CN112488160A - Model training method for image classification task - Google Patents

Abstract

The invention relates to a model training method for an image classification task, which comprises the following steps: a. training a small sample model by using one part of samples in the data set, and pre-labeling the other part of samples in the data set by using the small sample model; b. carrying out training set and test set division on a data set; c. training a classification model by using a training set, and classifying samples in a test set by using the classification model; d. re-labeling samples with classification results inconsistent with the pre-labeled labels; e. interchanging the training set and the testing set, and repeating the steps (c) and (d) once; f. and (e) repeating the steps (b) to (e) until a convergence condition is reached, dividing the data set into a training set, a verification set and a test set, and finishing final training.
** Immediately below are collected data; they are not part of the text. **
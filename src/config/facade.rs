//! Configuration loading facade

use super::merge::merge_policy;
use super::sources::{environment, workspace_file};
use super::ShallowConfig;
use config::{ConfigError, File};
use std::path::Path;
use tracing::debug;

/// Loads [`ShallowConfig`] from layered sources
///
/// Precedence (lowest to highest): defaults, `<root>/shallow.toml`,
/// `<root>/config/shallow.{SHALLOW_ENV}.toml`, `SHALLOW__*` environment variables.
pub struct ConfigLoader;

impl ConfigLoader {
    /// Load configuration for a workspace root
    pub fn load(workspace_root: &Path) -> Result<ShallowConfig, ConfigError> {
        let builder = merge_policy::builder_with_defaults()?;
        let builder = workspace_file::add_to_builder(builder, workspace_root)?;
        let builder = environment::add_to_builder(builder);

        let config: ShallowConfig = builder.build()?.try_deserialize()?;
        debug!(workspace = %workspace_root.display(), "Loaded configuration");
        Ok(config)
    }

    /// Load configuration from a single file on top of the defaults
    pub fn load_file(path: &Path) -> Result<ShallowConfig, ConfigError> {
        merge_policy::builder_with_defaults()?
            .add_source(File::from(path))
            .build()?
            .try_deserialize()
    }

    /// Default configuration without reading any source
    #[allow(clippy::should_implement_trait)]
    pub fn default() -> ShallowConfig {
        ShallowConfig::default()
    }
}
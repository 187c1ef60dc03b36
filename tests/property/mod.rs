//! Property-based tests for the frame filter
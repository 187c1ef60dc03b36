//! Error types for shallow rendering and cascading-value composition.

use thiserror::Error;

/// Errors raised while walking a frame sequence
#[derive(Debug, Clone, PartialEq, Eq, Error)]
pub enum FrameError {
    #[error("Malformed frame sequence at sequence {sequence}: {reason}")]
    MalformedFrameSequence { sequence: u32, reason: String },

    #[error("Unsupported frame type '{frame_type}' at sequence {sequence}")]
    UnsupportedFrameType { sequence: u32, frame_type: String },

    #[error("Root frame index {index} is outside a buffer of {frames} frames")]
    RootOutOfRange { index: usize, frames: usize },
}

/// Errors raised while turning parameters into a fragment
#[derive(Debug, Clone, PartialEq, Eq, Error)]
pub enum ParameterError {
    #[error("Invalid parameter '{}' (index {index}): {reason}", .name.as_deref().unwrap_or("<unnamed>"))]
    InvalidParameter {
        name: Option<String>,
        index: usize,
        reason: String,
    },
}

/// Errors raised by the render tree builder and renderers
#[derive(Debug, Clone, PartialEq, Eq, Error)]
pub enum RenderError {
    #[error("No open {expected} to close")]
    UnbalancedClose { expected: &'static str },

    #[error("{count} frame(s) left open at the end of the render, innermost at sequence {sequence}")]
    UnclosedFrames { count: usize, sequence: u32 },

    #[error("Attribute '{name}' added after content at sequence {sequence}")]
    MisplacedAttribute { name: String, sequence: u32 },

    #[error("Component '{component}' is missing parameter '{parameter}'")]
    MissingParameter { component: String, parameter: String },

    #[error("Component '{component}' parameter '{parameter}' is not a {expected}")]
    ParameterType {
        component: String,
        parameter: String,
        expected: String,
    },

    #[error("No cascading value of type {type_name} (name: {name:?}) is in scope")]
    MissingCascadingValue {
        type_name: String,
        name: Option<String>,
    },

    #[error("Frame error: {0}")]
    Frame(#[from] FrameError),
}

/// Top-level errors surfaced to test code
#[derive(Debug, Error)]
pub enum ShallowError {
    #[error("Parameter error: {0}")]
    Parameter(#[from] ParameterError),

    #[error("Frame error: {0}")]
    Frame(#[from] FrameError),

    #[error("Render error: {0}")]
    Render(#[from] RenderError),

    #[error("Component '{0}' was not found in the rendered frame buffer")]
    ComponentNotRendered(String),

    #[error("Snapshot error: {0}")]
    Snapshot(#[from] serde_json::Error),

    #[error("Configuration error: {0}")]
    Config(String),
}

impl From<config::ConfigError> for ShallowError {
    fn from(err: config::ConfigError) -> Self {
        ShallowError::Config(err.to_string())
    }
}
//! Integration tests for cascading-value wrapping

use super::test_utils::{Counter, ThemedLabel};
use shallow_render::cascading::{CHILD_CONTENT, IS_FIXED, NAME, VALUE};
use shallow_render::frame::AttributeValue;
use shallow_render::render::RenderTreeBuilder;
use shallow_render::{
    wrap_with_cascading_values, ComponentDescriptor, Fragment, Frame, FrameKind, Parameter,
    ParameterError, ParameterValue, Renderer, TestRenderer,
};

fn render(fragment: &Fragment) -> Vec<Frame> {
    TestRenderer::new()
        .render(fragment)
        .unwrap()
        .logical_frames()
        .to_vec()
}

fn attribute_names(frames: &[Frame], component: usize) -> Vec<String> {
    frames[component + 1..]
        .iter()
        .take_while(|frame| matches!(frame.kind, FrameKind::Attribute { .. }))
        .filter_map(|frame| match &frame.kind {
            FrameKind::Attribute { name, .. } => Some(name.clone()),
            _ => None,
        })
        .collect()
}

#[test]
fn test_providers_nest_in_parameter_order() {
    let fragment = wrap_with_cascading_values::<ThemedLabel>(&[
        Parameter::named_cascading("Theme", "dark".to_string()),
        Parameter::cascading(7u32),
    ])
    .unwrap();
    let frames = render(&fragment);

    let components: Vec<(usize, &str)> = frames
        .iter()
        .enumerate()
        .filter_map(|(index, frame)| frame.component_type_name().map(|name| (index, name)))
        .collect();
    let names: Vec<&str> = components.iter().map(|(_, name)| *name).collect();
    assert_eq!(
        names,
        vec!["CascadingValue<String>", "CascadingValue<u32>", "ThemedLabel"]
    );

    // Each provider encloses everything after it.
    let (outer, _) = components[0];
    let (inner, _) = components[1];
    let outer_len = frames[outer].component_subtree_length().unwrap() as usize;
    let inner_len = frames[inner].component_subtree_length().unwrap() as usize;
    assert_eq!(outer + outer_len, frames.len());
    assert_eq!(inner + inner_len, frames.len());

    assert_eq!(
        attribute_names(&frames, outer),
        vec![NAME, VALUE, IS_FIXED, CHILD_CONTENT]
    );
    assert_eq!(
        attribute_names(&frames, inner),
        vec![VALUE, IS_FIXED, CHILD_CONTENT]
    );

    assert!(frames.contains(&Frame::attribute(
        components[2].0 as u32 + 2,
        "class",
        "dark"
    )));
}

#[test]
fn test_named_value_does_not_satisfy_unnamed_lookup() {
    let reads_unnamed = ComponentDescriptor::from_fn("ReadsUnnamed", |_, builder| {
        let theme = builder.cascading::<String>(None).cloned();
        builder.add_text(theme.unwrap_or_else(|| "none".to_string()));
        Ok(())
    });
    let fragment = shallow_render::CascadingWrapperBuilder::new(reads_unnamed)
        .build(&[Parameter::named_cascading("Theme", "dark".to_string())])
        .unwrap();

    let frames = render(&fragment);
    assert!(frames.contains(&Frame::text(frames.len() as u32 - 1, "none")));
}

#[test]
fn test_innermost_provider_wins() {
    let reads = ComponentDescriptor::from_fn("Reads", |_, builder| {
        let value = *builder.require_cascading::<i32>(None)?;
        builder.add_text(value.to_string());
        Ok(())
    });
    let fragment = shallow_render::CascadingWrapperBuilder::new(reads)
        .build(&[Parameter::cascading(1i32), Parameter::cascading(2i32)])
        .unwrap();

    let frames = render(&fragment);
    assert_eq!(frames.last().unwrap().kind, FrameKind::Text { text: "2".to_string() });
}

/// Scenario C: no cascading parameters means no providers
#[test]
fn test_without_cascading_values_is_plain_component() {
    let start = ParameterValue::new(3i32);
    let parameters = [Parameter::new(Some("Start".to_string()), Some(start.clone()), false)];

    let wrapped = wrap_with_cascading_values::<Counter>(&parameters).unwrap();
    let plain = Fragment::component(
        ComponentDescriptor::of::<Counter>(),
        vec![("Start".to_string(), AttributeValue::Object(start))],
    );

    let wrapped_frames = render(&wrapped);
    assert_eq!(wrapped_frames, render(&plain));
    assert_eq!(wrapped_frames[0], Frame::component(0, "Counter", 5));
    assert!(wrapped_frames.contains(&Frame::text(4, "Clicks: 3")));
}

/// Scenario D: a null cascading value is rejected before anything renders
#[test]
fn test_null_cascading_value_is_rejected() {
    let err = wrap_with_cascading_values::<ThemedLabel>(&[
        Parameter::direct("Unused", 1u8),
        Parameter::new(Some("Theme".to_string()), None, true),
    ])
    .unwrap_err();

    match err {
        ParameterError::InvalidParameter { name, index, .. } => {
            assert_eq!(name.as_deref(), Some("Theme"));
            assert_eq!(index, 1);
        }
    }
}

#[test]
fn test_wrapped_fragment_renders_inside_another_tree() {
    let fragment = wrap_with_cascading_values::<ThemedLabel>(&[Parameter::named_cascading(
        "Theme",
        "light".to_string(),
    )])
    .unwrap();

    let mut builder = RenderTreeBuilder::new();
    builder.open_element("div");
    builder.add_content(&fragment).unwrap();
    builder.close_element().unwrap();
    let frames = builder.finish().unwrap();

    assert_eq!(frames[0], Frame::element(0, "div", frames.len() as u32));
    assert_eq!(frames[1].component_type_name(), Some("CascadingValue<String>"));
}

#[test]
fn test_provided_value_is_scoped_to_provider() {
    let fragment = wrap_with_cascading_values::<Counter>(&[Parameter::cascading(9i32)]).unwrap();

    let mut builder = RenderTreeBuilder::new();
    builder.add_content(&fragment).unwrap();
    assert!(builder.cascading::<i32>(None).is_none());
}
//! Components and their parameters

use crate::error::RenderError;
use crate::frame::AttributeValue;
use crate::render::{Fragment, RenderTreeBuilder};
use std::any::type_name;
use std::fmt;
use std::sync::Arc;

/// Something that renders frames into a builder
///
/// Closures with the same signature are components too.
pub trait Component: Send + Sync {
    fn render(
        &self,
        parameters: &ComponentParameters,
        builder: &mut RenderTreeBuilder,
    ) -> Result<(), RenderError>;
}

impl<F> Component for F
where
    F: Fn(&ComponentParameters, &mut RenderTreeBuilder) -> Result<(), RenderError> + Send + Sync,
{
    fn render(
        &self,
        parameters: &ComponentParameters,
        builder: &mut RenderTreeBuilder,
    ) -> Result<(), RenderError> {
        self(parameters, builder)
    }
}

/// A component instance together with the type name its frames are labeled with
#[derive(Clone)]
pub struct ComponentDescriptor {
    type_name: String,
    component: Arc<dyn Component>,
}

impl ComponentDescriptor {
    pub fn new(type_name: impl Into<String>, component: impl Component + 'static) -> Self {
        Self {
            type_name: type_name.into(),
            component: Arc::new(component),
        }
    }

    /// Descriptor for a closure component
    pub fn from_fn<F>(type_name: impl Into<String>, render: F) -> Self
    where
        F: Fn(&ComponentParameters, &mut RenderTreeBuilder) -> Result<(), RenderError>
            + Send
            + Sync
            + 'static,
    {
        Self::new(type_name, render)
    }

    /// Descriptor for a default-constructed `C`, labeled with its short type name
    pub fn of<C: Component + Default + 'static>() -> Self {
        Self::new(short_type_name(type_name::<C>()), C::default())
    }

    pub fn type_name(&self) -> &str {
        &self.type_name
    }

    pub fn render(
        &self,
        parameters: &ComponentParameters,
        builder: &mut RenderTreeBuilder,
    ) -> Result<(), RenderError> {
        self.component.render(parameters, builder)
    }
}

impl fmt::Debug for ComponentDescriptor {
    fn fmt(&self, f: &mut fmt::Formatter<'_>) -> fmt::Result {
        f.debug_struct("ComponentDescriptor")
            .field("type_name", &self.type_name)
            .finish_non_exhaustive()
    }
}

/// Attributes supplied to a component, in the order they were added
#[derive(Debug, Clone, Default)]
pub struct ComponentParameters {
    component: String,
    entries: Vec<(String, AttributeValue)>,
}

impl ComponentParameters {
    pub fn new(component: impl Into<String>, entries: Vec<(String, AttributeValue)>) -> Self {
        Self {
            component: component.into(),
            entries,
        }
    }

    pub fn get(&self, name: &str) -> Option<&AttributeValue> {
        self.entries
            .iter()
            .find(|(entry, _)| entry == name)
            .map(|(_, value)| value)
    }

    /// Typed object parameter, `None` when absent or of another type
    pub fn optional<T: 'static>(&self, name: &str) -> Option<&T> {
        match self.get(name)? {
            AttributeValue::Object(value) => value.downcast_ref::<T>(),
            _ => None,
        }
    }

    /// Typed object parameter that must be present
    pub fn value<T: 'static>(&self, name: &str) -> Result<&T, RenderError> {
        match self.get(name) {
            None => Err(RenderError::MissingParameter {
                component: self.component.clone(),
                parameter: name.to_string(),
            }),
            Some(AttributeValue::Object(value)) => {
                value
                    .downcast_ref::<T>()
                    .ok_or_else(|| RenderError::ParameterType {
                        component: self.component.clone(),
                        parameter: name.to_string(),
                        expected: type_name::<T>().to_string(),
                    })
            }
            Some(_) => Err(RenderError::ParameterType {
                component: self.component.clone(),
                parameter: name.to_string(),
                expected: type_name::<T>().to_string(),
            }),
        }
    }

    pub fn text(&self, name: &str) -> Option<&str> {
        match self.get(name)? {
            AttributeValue::Text(text) => Some(text),
            _ => None,
        }
    }

    pub fn flag(&self, name: &str) -> Option<bool> {
        match self.get(name)? {
            AttributeValue::Bool(flag) => Some(*flag),
            _ => None,
        }
    }

    pub fn fragment(&self, name: &str) -> Option<&Fragment> {
        match self.get(name)? {
            AttributeValue::Fragment(fragment) => Some(fragment),
            _ => None,
        }
    }

    pub fn iter(&self) -> impl Iterator<Item = (&str, &AttributeValue)> {
        self.entries.iter().map(|(name, value)| (name.as_str(), value))
    }

    pub fn len(&self) -> usize {
        self.entries.len()
    }

    pub fn is_empty(&self) -> bool {
        self.entries.is_empty()
    }
}

/// Strip module paths from a type name, generic arguments included
///
/// `app::widgets::List<alloc::string::String>` becomes `List<String>`.
pub fn short_type_name(full: &str) -> String {
    let mut short = String::with_capacity(full.len());
    let mut segment_start = 0;

    for (index, ch) in full.char_indices() {
        match ch {
            ':' => segment_start = index + 1,
            '<' | '>' | ',' | ' ' | '(' | ')' | '[' | ']' | '&' | ';' => {
                short.push_str(&full[segment_start..index]);
                short.push(ch);
                segment_start = index + 1;
            }
            _ => {}
        }
    }
    short.push_str(&full[segment_start..]);
    short
}
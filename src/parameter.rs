//! Component parameters
//!
//! A parameter is either assigned directly to the component under test or
//! supplied as a cascading (ambient) value through a provider wrapped around
//! it. Caller order is preserved; it decides attribute order for direct
//! parameters and provider nesting for cascading ones.

use crate::cascading::CascadingValue;
use crate::render::ComponentDescriptor;
use std::any::{type_name, Any};
use std::fmt;
use std::sync::Arc;

/// Opaque parameter value
///
/// Remembers the concrete type it was created with, which is what a cascading
/// provider for it is instantiated over.
#[derive(Clone)]
pub struct ParameterValue {
    value: Arc<dyn Any + Send + Sync>,
    type_name: &'static str,
    provider: fn() -> ComponentDescriptor,
}

impl ParameterValue {
    pub fn new<T: Any + Send + Sync>(value: T) -> Self {
        Self {
            value: Arc::new(value),
            type_name: type_name::<T>(),
            provider: CascadingValue::<T>::descriptor,
        }
    }

    pub fn downcast_ref<T: 'static>(&self) -> Option<&T> {
        (*self.value).downcast_ref::<T>()
    }

    pub fn is<T: 'static>(&self) -> bool {
        (*self.value).is::<T>()
    }

    pub fn type_name(&self) -> &'static str {
        self.type_name
    }

    /// Provider component typed over this value's concrete type
    pub fn provider(&self) -> ComponentDescriptor {
        (self.provider)()
    }
}

impl PartialEq for ParameterValue {
    fn eq(&self, other: &Self) -> bool {
        Arc::ptr_eq(&self.value, &other.value)
    }
}

impl fmt::Debug for ParameterValue {
    fn fmt(&self, f: &mut fmt::Formatter<'_>) -> fmt::Result {
        write!(f, "ParameterValue({})", self.type_name)
    }
}

/// A name/value pair supplied to a component under test
#[derive(Debug, Clone, PartialEq)]
pub struct Parameter {
    /// Absent for unnamed cascading values
    pub name: Option<String>,
    /// Absent for a null value
    pub value: Option<ParameterValue>,
    pub is_cascading_value: bool,
}

impl Parameter {
    pub fn new(name: Option<String>, value: Option<ParameterValue>, is_cascading_value: bool) -> Self {
        Self {
            name,
            value,
            is_cascading_value,
        }
    }

    /// Parameter assigned directly to the component
    pub fn direct<T: Any + Send + Sync>(name: impl Into<String>, value: T) -> Self {
        Self::new(Some(name.into()), Some(ParameterValue::new(value)), false)
    }

    /// Direct parameter with a null value
    pub fn direct_null(name: impl Into<String>) -> Self {
        Self::new(Some(name.into()), None, false)
    }

    /// Unnamed cascading value, matched by type
    pub fn cascading<T: Any + Send + Sync>(value: T) -> Self {
        Self::new(None, Some(ParameterValue::new(value)), true)
    }

    /// Named cascading value
    pub fn named_cascading<T: Any + Send + Sync>(name: impl Into<String>, value: T) -> Self {
        Self::new(Some(name.into()), Some(ParameterValue::new(value)), true)
    }

    pub fn name(&self) -> Option<&str> {
        self.name.as_deref()
    }
}
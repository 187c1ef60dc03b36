//! Merge rules for configuration sources

pub mod merge_policy;
use crate::dream::compositor::LowResBuffer;

/// Full-resolution display surface. Straight (non-premultiplied) RGBA.
#[derive(Debug, Clone, PartialEq)]
pub struct Surface {
    w: usize,
    h: usize,
    rgba: Vec<u8>,
}

impl Surface {
    pub fn new(w: usize, h: usize) -> Self {
        Self {
            w,
            h,
            rgba: vec![0u8; w.saturating_mul(h).saturating_mul(4)],
        }
    }

    pub fn width(&self) -> usize {
        self.w
    }

    pub fn height(&self) -> usize {
        self.h
    }

    pub fn size(&self) -> (usize, usize) {
        (self.w, self.h)
    }

    pub fn rgba(&self) -> &[u8] {
        &self.rgba
    }

    pub fn clear(&mut self) {
        self.rgba.fill(0);
    }

    #[inline]
    pub fn pixel(&self, x: usize, y: usize) -> [u8; 4] {
        let i = (y * self.w + x) * 4;
        [self.rgba[i], self.rgba[i + 1], self.rgba[i + 2], self.rgba[i + 3]]
    }
}

#[derive(Debug, Clone, Copy)]
struct Tap {
    i0: usize,
    i1: usize,
    frac: f32,
}

/// Stretches a [`LowResBuffer`] onto a [`Surface`] with bilinear smoothing.
#[derive(Default)]
pub struct Presenter {
    cols: Vec<Tap>,
    rows: Vec<Tap>,
    key: (usize, usize, usize, usize),
}

impl Presenter {
    pub fn new() -> Self {
        Self::default()
    }

    /// Clears `dst` and draws `src` over the whole surface at `opacity`.
    ///
    /// `src` is opaque and `dst` starts transparent, so each destination pixel
    /// carries the interpolated color with alpha = `opacity`.
    pub fn present(&mut self, src: &LowResBuffer, dst: &mut Surface, opacity: f32) {
        dst.clear();
        let (sw, sh) = src.size();
        let (dw, dh) = dst.size();
        if sw == 0 || sh == 0 || dw == 0 || dh == 0 {
            return;
        }

        let key = (sw, sh, dw, dh);
        if self.key != key || self.cols.len() != dw || self.rows.len() != dh {
            self.cols = taps(sw, dw);
            self.rows = taps(sh, dh);
            self.key = key;
        }

        let alpha = (opacity.clamp(0.0, 1.0) * 255.0).round() as u8;
        let sp = src.pixels();
        let row_bytes = sw * 4;

        for (y, drow) in dst.rgba.chunks_exact_mut(dw * 4).enumerate() {
            let ty = self.rows[y];
            let r0 = &sp[ty.i0 * row_bytes..(ty.i0 + 1) * row_bytes];
            let r1 = &sp[ty.i1 * row_bytes..(ty.i1 + 1) * row_bytes];
            for (x, px) in drow.chunks_exact_mut(4).enumerate() {
                let tx = self.cols[x];
                let a0 = tx.i0 * 4;
                let a1 = tx.i1 * 4;
                for ch in 0..3 {
                    let top = lerp(r0[a0 + ch] as f32, r0[a1 + ch] as f32, tx.frac);
                    let bot = lerp(r1[a0 + ch] as f32, r1[a1 + ch] as f32, tx.frac);
                    px[ch] = lerp(top, bot, ty.frac).round().clamp(0.0, 255.0) as u8;
                }
                px[3] = alpha;
            }
        }
    }
}

/// Sample positions use pixel centers, clamped at the edges.
fn taps(src: usize, dst: usize) -> Vec<Tap> {
    let ratio = src as f32 / dst as f32;
    let max = (src - 1) as f32;
    (0..dst)
        .map(|d| {
            let s = ((d as f32 + 0.5) * ratio - 0.5).clamp(0.0, max);
            let i0 = s.floor() as usize;
            let i1 = (i0 + 1).min(src - 1);
            Tap {
                i0,
                i1,
                frac: s - i0 as f32,
            }
        })
        .collect()
}

#[inline]
fn lerp(a: f32, b: f32, t: f32) -> f32 {
    a + (b - a) * t
}
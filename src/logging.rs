//! Tracing setup.
//!
//! The terminal is in the alternate screen while the dream runs, so events go
//! to an optional log file and into a small in-memory console that the HUD
//! shows.

use crate::config::Config;
use anyhow::Context as _;
use std::collections::VecDeque;
use std::fmt::{self, Write as _};
use std::fs::File;
use std::sync::{Arc, Mutex};
use tracing::field::{Field, Visit};
use tracing::{Event, Subscriber};
use tracing_subscriber::layer::{Context, Layer, SubscriberExt};
use tracing_subscriber::util::SubscriberInitExt;
use tracing_subscriber::{fmt as tfmt, EnvFilter};

pub const LOG_ENV: &str = "PAPRIKA_LOG";
const CONSOLE_CAPACITY: usize = 64;

/// Bounded line buffer; the oldest line is evicted when full.
#[derive(Debug, Clone)]
pub struct LogRing {
    lines: VecDeque<String>,
    capacity: usize,
    total: usize,
}

impl LogRing {
    pub fn new(capacity: usize) -> Self {
        let capacity = capacity.max(1);
        Self {
            lines: VecDeque::with_capacity(capacity),
            capacity,
            total: 0,
        }
    }

    pub fn push(&mut self, line: impl Into<String>) {
        self.total = self.total.saturating_add(1);
        if self.lines.len() >= self.capacity {
            self.lines.pop_front();
        }
        self.lines.push_back(line.into());
    }

    pub fn len(&self) -> usize {
        self.lines.len()
    }

    pub fn is_empty(&self) -> bool {
        self.lines.is_empty()
    }

    /// Lines ever pushed, evicted ones included.
    pub fn total_count(&self) -> usize {
        self.total
    }

    pub fn last(&self) -> Option<&str> {
        self.lines.back().map(String::as_str)
    }

    /// Up to `n` most recent lines, oldest first.
    pub fn recent(&self, n: usize) -> Vec<String> {
        let skip = self.lines.len().saturating_sub(n);
        self.lines.iter().skip(skip).cloned().collect()
    }
}

/// Shared handle to the in-app console.
#[derive(Debug, Clone)]
pub struct Console {
    ring: Arc<Mutex<LogRing>>,
}

impl Default for Console {
    fn default() -> Self {
        Self::new(CONSOLE_CAPACITY)
    }
}

impl Console {
    pub fn new(capacity: usize) -> Self {
        Self {
            ring: Arc::new(Mutex::new(LogRing::new(capacity))),
        }
    }

    pub fn layer(&self) -> ConsoleLayer {
        ConsoleLayer {
            ring: Arc::clone(&self.ring),
        }
    }

    pub fn last(&self) -> Option<String> {
        self.ring.lock().ok()?.last().map(str::to_string)
    }

    pub fn recent(&self, n: usize) -> Vec<String> {
        self.ring.lock().map(|r| r.recent(n)).unwrap_or_default()
    }

    pub fn total_count(&self) -> usize {
        self.ring.lock().map(|r| r.total_count()).unwrap_or(0)
    }
}

/// Records every event's message (and fields) into the console ring.
pub struct ConsoleLayer {
    ring: Arc<Mutex<LogRing>>,
}

impl<S: Subscriber> Layer<S> for ConsoleLayer {
    fn on_event(&self, event: &Event<'_>, _ctx: Context<'_, S>) {
        let mut visitor = LineVisitor::default();
        event.record(&mut visitor);
        if let Ok(mut ring) = self.ring.lock() {
            ring.push(visitor.finish());
        }
    }
}

#[derive(Default)]
struct LineVisitor {
    message: String,
    fields: String,
}

impl LineVisitor {
    fn finish(self) -> String {
        if self.fields.is_empty() {
            self.message
        } else if self.message.is_empty() {
            self.fields
        } else {
            format!("{} {}", self.message, self.fields)
        }
    }
}

impl Visit for LineVisitor {
    fn record_str(&mut self, field: &Field, value: &str) {
        if field.name() == "message" {
            self.message.push_str(value);
        } else {
            self.record_debug(field, &value);
        }
    }

    // f32 fields arrive widened; print them as they were written.
    fn record_f64(&mut self, field: &Field, value: f64) {
        self.push_field(field.name(), &compact_f64(value));
    }

    fn record_debug(&mut self, field: &Field, value: &dyn fmt::Debug) {
        if field.name() == "message" {
            let _ = write!(self.message, "{value:?}");
            return;
        }
        self.push_field(field.name(), &format!("{value:?}"));
    }
}

impl LineVisitor {
    fn push_field(&mut self, name: &str, value: &str) {
        if !self.fields.is_empty() {
            self.fields.push(' ');
        }
        let _ = write!(self.fields, "{name}={value}");
    }
}

/// Six decimals at most, trailing zeros dropped.
fn compact_f64(v: f64) -> String {
    if !v.is_finite() {
        return format!("{v}");
    }
    let s = format!("{v:.6}");
    let s = s.trim_end_matches('0').trim_end_matches('.');
    if s == "-0" {
        "0".to_string()
    } else {
        s.to_string()
    }
}

fn build_filter(directive: Option<&str>) -> anyhow::Result<EnvFilter> {
    match directive {
        Some(d) => EnvFilter::try_new(d).with_context(|| format!("invalid log filter {d:?}")),
        None => Ok(EnvFilter::try_from_env(LOG_ENV).unwrap_or_else(|_| EnvFilter::new("info"))),
    }
}

/// Installs the global subscriber and returns the console it feeds.
pub fn init(cfg: &Config) -> anyhow::Result<Console> {
    let console = Console::default();
    let filter = build_filter(cfg.log_level.as_deref())?;

    let file_layer = match cfg.log_file.as_deref() {
        Some(path) => {
            let file = File::create(path).with_context(|| format!("create log file {path}"))?;
            Some(
                tfmt::layer()
                    .with_writer(Mutex::new(file))
                    .with_ansi(false)
                    .with_target(false),
            )
        }
        None => None,
    };

    tracing_subscriber::registry()
        .with(filter)
        .with(file_layer)
        .with(console.layer())
        .try_init()
        .context("install tracing subscriber")?;

    Ok(console)
}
According to the invention, only a small number of samples need to be pre-labeled, and the data set labeling and model training are completed in a mode of model training and error data re-labeling of multiple iterations, so that the method has the advantages of low labeling cost, high data utilization rate and high model accuracy.

Description

Model training method for image classification task

Technical Field

The invention relates to a model training method for an image classification task.

Background

In recent years, with the development of deep learning technology and the improvement of hardware performance, more and more computer vision tasks such as target detection, image classification, tracking, searching images with images and the like start to be calculated on a server by using a deep learning scheme. For example, in image classification, a large data set is required to be prepared for training a model. This inevitably requires a lot of manual labeling cost, and moreover, a labeling error is inevitably caused in the labeling process. Taking vehicle classification as an example, assuming that the target categories are automobiles, motorcycles, battery cars and bicycles, except automobiles, other three categories have certain similarity in appearance, and thus labeling errors are easy to occur.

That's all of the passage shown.